Stop me if you’ve heard this one before – sales of Nokia’s(s nok) flagship smartphone declined in the last quarter as carriers and retailers pulled back from its first Lumias, leaving the Finnish firm pointing to the promise of yet another upcoming model.
Reporting a “difficult quarter”, Nokia CEO Stephen Elop said Q3 global Lumia sales volume dipped from four million during the previous three months to 2.9 million, amongst a total 6.3 million smart devices.
.@nokia shipped 2.9m Lumia devices for entire Q3 – Apple sold 5m iPhone 5s in one weekend. bit.ly/WrxRS9
— StrategyEye (@StrategyEye) October 18, 2012
Nokia tried to explain this fall happened “as we shared the exciting innovation ahead with our new line of Lumia products” – in other words, because it interrupted the sales flow of its earlier Lumias by announcing an enhanced next model.
That makes it sound like Nokia is master of its own destiny.
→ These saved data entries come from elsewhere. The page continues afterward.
//! The particle cloud left by an exploding shell.
//!
//! A cluster never simulates its stars. Each star is nothing but an initial
//! velocity `v0`, and its position at cluster age `t` is the closed form
//!
//! ```text
//! p(t) = origin + v0 * t + 0.5 * g * t^2
//! ```
//!
//! with the same gravity the physics world uses for shells. The GPU pass
//! evaluates exactly this from the raw `v0` buffer plus the cluster's origin
//! and age, so positions are never uploaded per frame.
//! [`Cluster::star_position`] is the CPU twin used by tests and benches.

use std::ops::Range;

use glam::Vec3;
use rand::RngCore;

use crate::emitter::{StarEmitter, StarList};
use crate::random::sample;
use crate::visuals::StarColor;

/// Ballistic position after `t` seconds.
#[inline]
pub fn ballistic(origin: Vec3, v0: Vec3, gravity: Vec3, t: f32) -> Vec3 {
    origin + v0 * t + 0.5 * gravity * t * t
}

/// One explosion's worth of stars.
#[derive(Debug, Clone)]
pub struct Cluster {
    origin: Vec3,
    velocities: Vec<Vec3>,
    gravity: Vec3,
    age: f32,
    lifetime: f32,
    color: StarColor,
    expired: bool,
}

impl Cluster {
    pub fn new(origin: Vec3, velocities: Vec<Vec3>, gravity: Vec3, lifetime: f32, color: StarColor) -> Self {
        Self {
            origin,
            velocities,
            gravity,
            age: 0.0,
            lifetime,
            color,
            expired: false,
        }
    }

    /// Populate a cluster at `origin` from an emitter, with random
    /// lifetime and color.
    pub fn explode(
        origin: Vec3,
        gravity: Vec3,
        lifetime: &Range<f32>,
        emitter: &mut dyn StarEmitter,
        rng: &mut dyn RngCore,
    ) -> Self {
        let stars = StarList::collect(emitter, rng);
        let lifetime = sample(rng, lifetime);
        let color = StarColor::random(rng);
        log::trace!(
            "Cluster of {} {} stars at {} for {:.2}s",
            stars.len(),
            color.name(),
            origin,
            lifetime
        );
        Self::new(origin, stars.into_velocities(), gravity, lifetime, color)
    }

    #[inline]
    pub fn origin(&self) -> Vec3 {
        self.origin
    }

    /// Initial star velocities, fixed for the cluster's life.
    #[inline]
    pub fn velocities(&self) -> &[Vec3] {
        &self.velocities
    }

    #[inline]
    pub fn star_count(&self) -> usize {
        self.velocities.len()
    }

    #[inline]
    pub fn gravity(&self) -> Vec3 {
        self.gravity
    }

    #[inline]
    pub fn age(&self) -> f32 {
        self.age
    }

    #[inline]
    pub fn lifetime(&self) -> f32 {
        self.lifetime
    }

    /// `age / lifetime`, within `0..=1`.
    pub fn normalized_age(&self) -> f32 {
        if self.lifetime > 0.0 {
            (self.age / self.lifetime).clamp(0.0, 1.0)
        } else {
            1.0
        }
    }

    #[inline]
    pub fn color(&self) -> StarColor {
        self.color
    }

    #[inline]
    pub fn is_expired(&self) -> bool {
        self.expired
    }

    /// Age the cluster. Returns `true` on the update that expires it.
    ///
    /// An expired cluster ignores further updates.
    pub fn update(&mut self, dt: f32) -> bool {
        if self.expired {
            return false;
        }
        self.age += dt;
        if self.age >= self.lifetime {
            self.expired = true;
            return true;
        }
        false
    }

    /// Position of star `i` at the current age.
    pub fn star_position(&self, i: usize) -> Option<Vec3> {
        self.star_position_at(i, self.age)
    }

    /// Position of star `i` at age `t`.
    pub fn star_position_at(&self, i: usize, t: f32) -> Option<Vec3> {
        self.velocities
            .get(i)
            .map(|&v0| ballistic(self.origin, v0, self.gravity, t))
    }

    /// Every star position at the current age.
    pub fn positions(&self) -> impl Iterator<Item = Vec3> + '_ {
        let (origin, gravity, t) = (self.origin, self.gravity, self.age);
        self.velocities
            .iter()
            .map(move |&v0| ballistic(origin, v0, gravity, t))
    }
}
Nokia’s new Lumia 920 and 820 products will ship with Microsoft’s(s msft) Windows Phone 8 platform toward the end of October or in November. But it also conceded:
“The sequential decreases in net sales and volumes in North America were primarily due to lower operator and distributor demand for Lumia as well as our efforts to prepare the distribution channel for the upcoming sales start of new devices.”
That has had a big financial impact. Nokia chalked up €120 million ($157 million) in “excess component inventory, future purchase commitments and an inventory revaluation related to our current Lumia products”. In other words, it has bought parts and contracts for way more Lumias than it can sell.
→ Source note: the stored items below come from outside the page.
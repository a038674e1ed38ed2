//! Viewer cameras.
//!
//! [`Camera`] keeps two parallel transforms. The raw transform is what the
//! camera is *now*: it drives spatial audio (listener position, velocity,
//! basis). The smoothed transform trails it through an exponential moving
//! average and is the only one used to build the view matrix, so input
//! jitter never reaches the screen.
//!
//! [`OrbitalCamera`] parametrizes the raw transform with spherical
//! coordinates around a focus point.

use std::f32::consts::{FRAC_PI_2, PI};

use glam::{Mat3, Mat4, Quat, Vec3};

use crate::smoothing::exp_mov_avg;

/// Margin kept between the altitude and the poles.
pub const ALTITUDE_EPSILON: f32 = 1e-6;

/// Closest the orbit may get to its focus.
pub const MIN_DISTANCE: f32 = 1.0;

/// A free camera with raw and smoothed transforms.
#[derive(Debug, Clone)]
pub struct Camera {
    position: Vec3,
    orientation: Quat,
    previous_position: Vec3,
    smoothed_position: Vec3,
    smoothed_orientation: Quat,
    generations: f32,
    /// Set once the first transform has been recorded.
    primed: bool,
}

impl Camera {
    /// Create a camera that smooths over `generations` frames.
    pub fn new(generations: f32) -> Self {
        Self {
            position: Vec3::ZERO,
            orientation: Quat::IDENTITY,
            previous_position: Vec3::ZERO,
            smoothed_position: Vec3::ZERO,
            smoothed_orientation: Quat::IDENTITY,
            generations,
            primed: false,
        }
    }

    /// Raw position.
    #[inline]
    pub fn position(&self) -> Vec3 {
        self.position
    }

    /// Raw orientation (camera space to world space).
    #[inline]
    pub fn orientation(&self) -> Quat {
        self.orientation
    }

    /// Smoothed position used for rendering.
    #[inline]
    pub fn smoothed_position(&self) -> Vec3 {
        self.smoothed_position
    }

    /// Smoothed orientation used for rendering.
    #[inline]
    pub fn smoothed_orientation(&self) -> Quat {
        self.smoothed_orientation
    }

    /// Move the raw position, remembering where the camera was.
    pub fn move_to(&mut self, position: Vec3) {
        self.previous_position = if self.primed { self.position } else { position };
        self.position = position;
    }

    /// One-frame finite difference of the raw position, unsmoothed.
    #[inline]
    pub fn velocity(&self) -> Vec3 {
        self.position - self.previous_position
    }

    /// Orient the raw transform towards `target` (right-handed, Y up).
    ///
    /// Leaves the orientation untouched when `target` coincides with the
    /// position or lies straight above or below it.
    pub fn look_at(&mut self, target: Vec3) {
        let z = (self.position - target).normalize_or_zero();
        let x = Vec3::Y.cross(z).normalize_or_zero();
        if z == Vec3::ZERO || x == Vec3::ZERO {
            return;
        }
        let y = z.cross(x);
        // Rows x/y/z form the world-to-camera rotation; its inverse has them as columns.
        self.orientation = Quat::from_mat3(&Mat3::from_cols(x, y, z)).normalize();
    }

    /// Direction the camera looks along.
    pub fn forward(&self) -> Vec3 {
        self.orientation * Vec3::NEG_Z
    }

    /// Camera-space +X in world space.
    pub fn right(&self) -> Vec3 {
        self.orientation * Vec3::X
    }

    /// Camera-space +Y in world space.
    pub fn up(&self) -> Vec3 {
        self.orientation * Vec3::Y
    }

    /// Advance the smoothed transform towards the raw one and return the
    /// view matrix to render with.
    ///
    /// The first call snaps the smoothed transform to the raw one.
    pub fn invoke(&mut self) -> Mat4 {
        if self.primed {
            exp_mov_avg(&mut self.smoothed_position, self.position, self.generations);
            exp_mov_avg(&mut self.smoothed_orientation, self.orientation, self.generations);
        } else {
            self.smoothed_position = self.position;
            self.smoothed_orientation = self.orientation;
            self.primed = true;
        }
        self.view_matrix()
    }

    /// Inverse of the smoothed camera transform.
    pub fn view_matrix(&self) -> Mat4 {
        Mat4::from_rotation_translation(self.smoothed_orientation, self.smoothed_position)
            .inverse()
    }
}

impl Default for Camera {
    fn default() -> Self {
        Self::new(8.0)
    }
}

/// Camera orbiting a focus point on a sphere.
///
/// Altitude is the polar angle from +Y and is kept away from the poles;
/// azimuth is unbounded.
#[derive(Debug, Clone)]
pub struct OrbitalCamera {
    camera: Camera,
    distance: f32,
    altitude: f32,
    azimuth: f32,
    focus: Vec3,
    /// Zero means "no upper bound".
    max_distance: f32,
}

impl OrbitalCamera {
    /// Orbit 200 units out on the horizon, on the -Z side of the focus.
    pub fn new() -> Self {
        Self {
            camera: Camera::new(8.0),
            distance: 200.0,
            altitude: FRAC_PI_2,
            azimuth: -FRAC_PI_2,
            focus: Vec3::ZERO,
            max_distance: 0.0,
        }
    }

    /// Set the number of frames the rendered transform averages over.
    pub fn with_smoothing(mut self, generations: f32) -> Self {
        self.camera.generations = generations;
        self
    }

    /// Set the initial orbit.
    pub fn with_orbit(mut self, distance: f32, altitude: f32, azimuth: f32) -> Self {
        self.set_distance(distance);
        self.set_altitude(altitude);
        self.set_azimuth(azimuth);
        self
    }

    /// Set the upper distance bound.
    pub fn with_max_distance(mut self, max_distance: f32) -> Self {
        self.set_max_distance(max_distance);
        self
    }

    #[inline]
    pub fn distance(&self) -> f32 {
        self.distance
    }

    #[inline]
    pub fn altitude(&self) -> f32 {
        self.altitude
    }

    #[inline]
    pub fn azimuth(&self) -> f32 {
        self.azimuth
    }

    #[inline]
    pub fn focus(&self) -> Vec3 {
        self.focus
    }

    #[inline]
    pub fn max_distance(&self) -> f32 {
        self.max_distance
    }

    /// The underlying camera (raw and smoothed transforms).
    #[inline]
    pub fn camera(&self) -> &Camera {
        &self.camera
    }

    /// Raw position after the last [`invoke`](Self::invoke).
    #[inline]
    pub fn position(&self) -> Vec3 {
        self.camera.position()
    }

    /// Raw one-frame velocity.
    #[inline]
    pub fn velocity(&self) -> Vec3 {
        self.camera.velocity()
    }

    /// Set the distance bound; zero or negative disables it.
    pub fn set_max_distance(&mut self, max_distance: f32) {
        self.max_distance = if max_distance > 0.0 { max_distance } else { 0.0 };
        self.set_distance(self.distance);
    }

    /// Clamp to `[1, max_distance]`, or `[1, ∞)` without a bound.
    /// NaN leaves the distance unchanged.
    pub fn set_distance(&mut self, distance: f32) {
        if distance.is_nan() {
            return;
        }
        let mut distance = distance.max(MIN_DISTANCE);
        if self.max_distance > 0.0 {
            distance = distance.min(self.max_distance);
        }
        self.distance = distance;
    }

    /// Clamp into `(0, π)` with [`ALTITUDE_EPSILON`] margin.
    /// NaN leaves the altitude unchanged.
    pub fn set_altitude(&mut self, altitude: f32) {
        if altitude.is_nan() {
            return;
        }
        self.altitude = altitude.clamp(ALTITUDE_EPSILON, PI - ALTITUDE_EPSILON);
    }

    /// Set the azimuth. Non-finite values are ignored.
    pub fn set_azimuth(&mut self, azimuth: f32) {
        if azimuth.is_finite() {
            self.azimuth = azimuth;
        }
    }

    pub fn set_focus(&mut self, focus: Vec3) {
        self.focus = focus;
    }

    /// Rotate the orbit by the given angle deltas.
    pub fn rotate(&mut self, d_azimuth: f32, d_altitude: f32) {
        self.set_azimuth(self.azimuth + d_azimuth);
        self.set_altitude(self.altitude + d_altitude);
    }

    /// Spherical to Cartesian for the current orbit.
    pub fn orbit_position(&self) -> Vec3 {
        let (sin_alt, cos_alt) = self.altitude.sin_cos();
        let (sin_az, cos_az) = self.azimuth.sin_cos();
        self.focus + self.distance * Vec3::new(sin_alt * cos_az, cos_alt, sin_alt * sin_az)
    }

    /// Place the camera on the orbit, aim it at the focus and advance the
    /// smoothing step. Returns the view matrix to render with.
    pub fn invoke(&mut self) -> Mat4 {
        self.camera.move_to(self.orbit_position());
        self.camera.look_at(self.focus);
        self.camera.invoke()
    }
}

impl Default for OrbitalCamera {
    fn default() -> Self {
        Self::new()
    }
}

#[cfg(test)]
mod tests {
    use super::*;

    fn approx(a: Vec3, b: Vec3) -> bool {
        a.abs_diff_eq(b, 1e-3)
    }

    #[test]
    fn test_default_orbit_sits_on_z_axis() {
        let mut camera = OrbitalCamera::new();
        camera.invoke();
        let p = camera.position();
        assert!(p.x.abs() < 1e-3);
        assert!(p.y.abs() < 1e-3);
        assert!((p.z.abs() - 200.0).abs() < 1e-3);
        // sin(-π/2) places the default camera on -Z
        assert!(approx(p, Vec3::new(0.0, 0.0, -200.0)));
    }

    #[test]
    fn test_invoke_matches_spherical_formula() {
        let mut camera = OrbitalCamera::new();
        let focus = Vec3::new(3.0, -2.0, 7.0);
        camera.set_focus(focus);
        for &(d, alt, az) in &[(10.0, 0.3, 0.0), (55.0, 1.2, 2.5), (400.0, 2.9, -7.0)] {
            camera.set_distance(d);
            camera.set_altitude(alt);
            camera.set_azimuth(az);
            camera.invoke();
            let expected = focus
                + d * Vec3::new(
                    f32::sin(alt) * f32::cos(az),
                    f32::cos(alt),
                    f32::sin(alt) * f32::sin(az),
                );
            assert!(approx(camera.position(), expected));
        }
    }

    #[test]
    fn test_altitude_clamps_into_open_interval() {
        let mut camera = OrbitalCamera::new();
        for value in [f32::INFINITY, f32::NEG_INFINITY, -1.0, 0.0, PI, 10.0, f32::MAX] {
            camera.set_altitude(value);
            let alt = camera.altitude();
            assert!(alt > 0.0 && alt < PI, "{} -> {}", value, alt);
            assert!(alt >= ALTITUDE_EPSILON && alt <= PI - ALTITUDE_EPSILON);
        }
    }

    #[test]
    fn test_altitude_nan_keeps_range() {
        let mut camera = OrbitalCamera::new();
        camera.set_altitude(1.0);
        camera.set_altitude(f32::NAN);
        assert_eq!(camera.altitude(), 1.0);
    }

    #[test]
    fn test_altitude_idempotent_in_range() {
        let mut camera = OrbitalCamera::new();
        camera.set_altitude(0.75);
        camera.set_altitude(camera.altitude());
        camera.set_altitude(camera.altitude());
        assert_eq!(camera.altitude(), 0.75);
    }

    #[test]
    fn test_distance_clamps() {
        let mut camera = OrbitalCamera::new();
        camera.set_distance(0.1);
        assert_eq!(camera.distance(), 1.0);

        // No upper bound while max distance is unset
        camera.set_distance(5_000.0);
        assert_eq!(camera.distance(), 5_000.0);

        camera.set_max_distance(1000.0);
        assert_eq!(camera.distance(), 1000.0);
        camera.set_distance(250.0);
        assert_eq!(camera.distance(), 250.0);
        camera.set_distance(f32::INFINITY);
        assert_eq!(camera.distance(), 1000.0);
    }

    #[test]
    fn test_look_at_matches_glam() {
        let mut camera = Camera::new(1.0);
        camera.move_to(Vec3::new(10.0, 5.0, -3.0));
        camera.look_at(Vec3::ZERO);
        let view = camera.invoke();
        let expected = Mat4::look_at_rh(Vec3::new(10.0, 5.0, -3.0), Vec3::ZERO, Vec3::Y);
        assert!(view.abs_diff_eq(expected, 1e-3));
    }

    #[test]
    fn test_basis_vectors() {
        let mut camera = OrbitalCamera::new();
        camera.invoke();
        let cam = camera.camera();
        // Camera on -Z looking at the origin looks along +Z
        assert!(approx(cam.forward(), Vec3::Z));
        assert!(approx(cam.up(), Vec3::Y));
        assert!(approx(cam.right(), Vec3::NEG_X));
        assert!(cam.forward().dot(cam.right()).abs() < 1e-5);
    }

    #[test]
    fn test_velocity_is_raw_difference() {
        let mut camera = OrbitalCamera::new();
        camera.invoke();
        assert_eq!(camera.velocity(), Vec3::ZERO);

        let before = camera.position();
        camera.set_distance(150.0);
        camera.invoke();
        let after = camera.position();
        assert!(approx(camera.velocity(), after - before));
    }

    #[test]
    fn test_smoothed_position_trails_raw() {
        let mut camera = OrbitalCamera::new().with_smoothing(8.0);
        camera.invoke();
        camera.set_distance(100.0);
        camera.invoke();

        let raw = camera.position();
        let smoothed = camera.camera().smoothed_position();
        assert!(!approx(raw, smoothed));
        // One step closes alpha = 2/9 of the gap
        let start = Vec3::new(0.0, 0.0, -200.0);
        let expected = start + (raw - start) * (2.0 / 9.0);
        assert!(approx(smoothed, expected));

        for _ in 0..500 {
            camera.invoke();
        }
        assert!(approx(camera.camera().smoothed_position(), raw));
    }
}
Lumia and Symbian handset sale volumes and revenue also fell in China, where Android(s goog) rivals are gaining share, while European Lumia volumes also dipped despite a rise in feature phone sales. Only in Middle East and Africa did smartphone sales volume not shrink.
The average selling price of Nokia’s Lumias dipped from €186 this spring to €160 ($209) in Q3 because sales of its lower-priced model, added later, began to filter through, dragging down the average.
Now the firm expects the upcoming holiday-quarter sales to be worse than usual because of the timing of its soon-to-launch new Lumia 920, which have a full quarter of sale to report until next year. So Nokia reports Q4 will be “a ramp-up quarter”.
Quarterly net loss ballooned to €969 million ($1.27 billion) from €68 million in last year’s quarter. Nokia has lost a third of its quarterly smart devices net sales over the last year.